Collected data
+===+

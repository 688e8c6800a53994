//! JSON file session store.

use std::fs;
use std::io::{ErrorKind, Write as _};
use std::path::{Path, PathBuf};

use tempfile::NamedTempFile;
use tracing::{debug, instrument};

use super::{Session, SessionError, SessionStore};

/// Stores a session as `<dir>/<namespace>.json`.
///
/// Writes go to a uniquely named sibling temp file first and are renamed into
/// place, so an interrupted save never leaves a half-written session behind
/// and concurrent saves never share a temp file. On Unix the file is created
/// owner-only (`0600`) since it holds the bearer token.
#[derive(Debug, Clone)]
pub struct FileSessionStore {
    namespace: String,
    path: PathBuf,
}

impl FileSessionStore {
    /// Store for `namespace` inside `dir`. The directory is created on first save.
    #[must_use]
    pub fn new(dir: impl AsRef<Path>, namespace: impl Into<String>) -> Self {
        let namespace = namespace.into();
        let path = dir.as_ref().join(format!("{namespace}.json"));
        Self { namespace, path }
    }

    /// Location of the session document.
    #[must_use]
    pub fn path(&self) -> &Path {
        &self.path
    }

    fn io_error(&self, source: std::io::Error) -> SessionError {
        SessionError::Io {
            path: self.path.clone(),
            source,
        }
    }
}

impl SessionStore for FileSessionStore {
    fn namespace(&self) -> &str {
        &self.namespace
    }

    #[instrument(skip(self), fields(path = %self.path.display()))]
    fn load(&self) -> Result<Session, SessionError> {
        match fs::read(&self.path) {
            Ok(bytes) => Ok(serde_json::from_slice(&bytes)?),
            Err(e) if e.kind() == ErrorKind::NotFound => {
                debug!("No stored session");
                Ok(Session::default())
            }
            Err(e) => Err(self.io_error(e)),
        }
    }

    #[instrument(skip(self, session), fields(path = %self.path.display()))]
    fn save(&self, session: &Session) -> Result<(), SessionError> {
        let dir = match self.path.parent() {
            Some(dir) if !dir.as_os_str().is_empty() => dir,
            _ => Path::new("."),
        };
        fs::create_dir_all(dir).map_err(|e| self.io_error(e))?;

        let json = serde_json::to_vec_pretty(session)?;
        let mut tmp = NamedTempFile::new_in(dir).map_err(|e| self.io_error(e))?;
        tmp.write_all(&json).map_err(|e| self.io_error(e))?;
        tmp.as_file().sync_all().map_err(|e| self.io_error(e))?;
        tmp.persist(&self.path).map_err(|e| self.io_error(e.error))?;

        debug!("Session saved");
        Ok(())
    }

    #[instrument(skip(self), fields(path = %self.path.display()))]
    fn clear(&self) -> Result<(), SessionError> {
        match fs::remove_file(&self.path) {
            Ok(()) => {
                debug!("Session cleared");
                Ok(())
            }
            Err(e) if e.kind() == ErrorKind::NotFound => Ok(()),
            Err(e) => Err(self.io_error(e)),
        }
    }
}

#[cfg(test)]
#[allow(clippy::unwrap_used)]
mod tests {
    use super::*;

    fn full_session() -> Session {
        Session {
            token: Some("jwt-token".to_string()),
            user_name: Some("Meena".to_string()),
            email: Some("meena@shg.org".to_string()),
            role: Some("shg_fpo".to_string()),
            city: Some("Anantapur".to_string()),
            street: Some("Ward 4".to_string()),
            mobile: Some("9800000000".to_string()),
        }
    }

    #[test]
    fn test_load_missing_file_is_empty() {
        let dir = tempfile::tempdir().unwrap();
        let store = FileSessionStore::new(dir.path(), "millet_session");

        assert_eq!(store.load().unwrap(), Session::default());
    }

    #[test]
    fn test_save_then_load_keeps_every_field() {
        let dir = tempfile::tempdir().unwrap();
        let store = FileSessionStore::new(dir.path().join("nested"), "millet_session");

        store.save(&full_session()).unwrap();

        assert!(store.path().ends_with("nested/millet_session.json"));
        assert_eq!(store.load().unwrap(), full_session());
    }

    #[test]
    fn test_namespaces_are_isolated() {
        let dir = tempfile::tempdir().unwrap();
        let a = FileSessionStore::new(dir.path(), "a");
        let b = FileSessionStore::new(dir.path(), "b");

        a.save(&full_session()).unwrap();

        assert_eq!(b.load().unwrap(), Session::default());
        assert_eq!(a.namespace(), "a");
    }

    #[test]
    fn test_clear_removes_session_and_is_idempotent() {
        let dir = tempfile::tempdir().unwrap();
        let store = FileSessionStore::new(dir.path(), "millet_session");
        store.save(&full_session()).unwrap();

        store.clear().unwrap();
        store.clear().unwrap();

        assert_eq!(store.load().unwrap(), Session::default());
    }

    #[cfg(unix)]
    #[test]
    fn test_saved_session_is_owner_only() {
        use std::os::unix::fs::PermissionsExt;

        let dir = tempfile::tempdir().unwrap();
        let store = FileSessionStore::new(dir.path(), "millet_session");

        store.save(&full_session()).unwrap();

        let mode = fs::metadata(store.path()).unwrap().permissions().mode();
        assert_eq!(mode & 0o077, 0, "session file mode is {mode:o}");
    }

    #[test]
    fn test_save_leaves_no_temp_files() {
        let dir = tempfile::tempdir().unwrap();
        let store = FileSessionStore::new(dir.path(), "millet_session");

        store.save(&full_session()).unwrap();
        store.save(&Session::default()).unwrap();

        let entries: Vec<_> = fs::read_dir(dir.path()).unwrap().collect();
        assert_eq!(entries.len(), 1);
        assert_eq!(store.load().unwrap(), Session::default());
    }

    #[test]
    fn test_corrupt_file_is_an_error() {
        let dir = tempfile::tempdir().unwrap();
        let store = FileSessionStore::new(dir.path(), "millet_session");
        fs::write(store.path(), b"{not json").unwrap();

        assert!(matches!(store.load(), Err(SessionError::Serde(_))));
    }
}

+===+

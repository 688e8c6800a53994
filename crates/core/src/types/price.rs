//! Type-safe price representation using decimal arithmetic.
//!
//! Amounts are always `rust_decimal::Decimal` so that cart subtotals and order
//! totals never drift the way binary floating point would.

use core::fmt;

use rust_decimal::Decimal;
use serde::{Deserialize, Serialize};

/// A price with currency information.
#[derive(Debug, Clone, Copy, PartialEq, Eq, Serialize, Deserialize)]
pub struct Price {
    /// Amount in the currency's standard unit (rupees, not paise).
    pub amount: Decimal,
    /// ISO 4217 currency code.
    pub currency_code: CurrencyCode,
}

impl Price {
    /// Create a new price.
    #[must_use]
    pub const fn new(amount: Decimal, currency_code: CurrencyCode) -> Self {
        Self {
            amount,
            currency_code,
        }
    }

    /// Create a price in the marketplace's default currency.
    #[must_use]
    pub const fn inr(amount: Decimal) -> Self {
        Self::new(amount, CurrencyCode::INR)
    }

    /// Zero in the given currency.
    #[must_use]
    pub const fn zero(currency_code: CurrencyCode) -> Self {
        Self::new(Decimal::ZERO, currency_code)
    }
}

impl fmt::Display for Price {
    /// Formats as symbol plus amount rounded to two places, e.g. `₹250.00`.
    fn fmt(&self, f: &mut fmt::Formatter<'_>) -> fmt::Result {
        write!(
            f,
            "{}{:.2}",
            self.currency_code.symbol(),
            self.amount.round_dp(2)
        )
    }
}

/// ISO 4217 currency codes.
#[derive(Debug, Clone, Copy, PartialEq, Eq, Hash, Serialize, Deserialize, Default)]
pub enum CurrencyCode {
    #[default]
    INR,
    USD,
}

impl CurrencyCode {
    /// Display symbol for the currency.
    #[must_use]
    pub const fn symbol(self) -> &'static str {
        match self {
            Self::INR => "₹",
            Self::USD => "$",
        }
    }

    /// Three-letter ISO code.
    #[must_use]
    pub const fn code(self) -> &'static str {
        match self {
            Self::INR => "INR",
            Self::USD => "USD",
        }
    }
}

+===+

- What is expected
Lines in the data containing the string "impl" are to be counted; give that number alone.

- Response for this exercise
6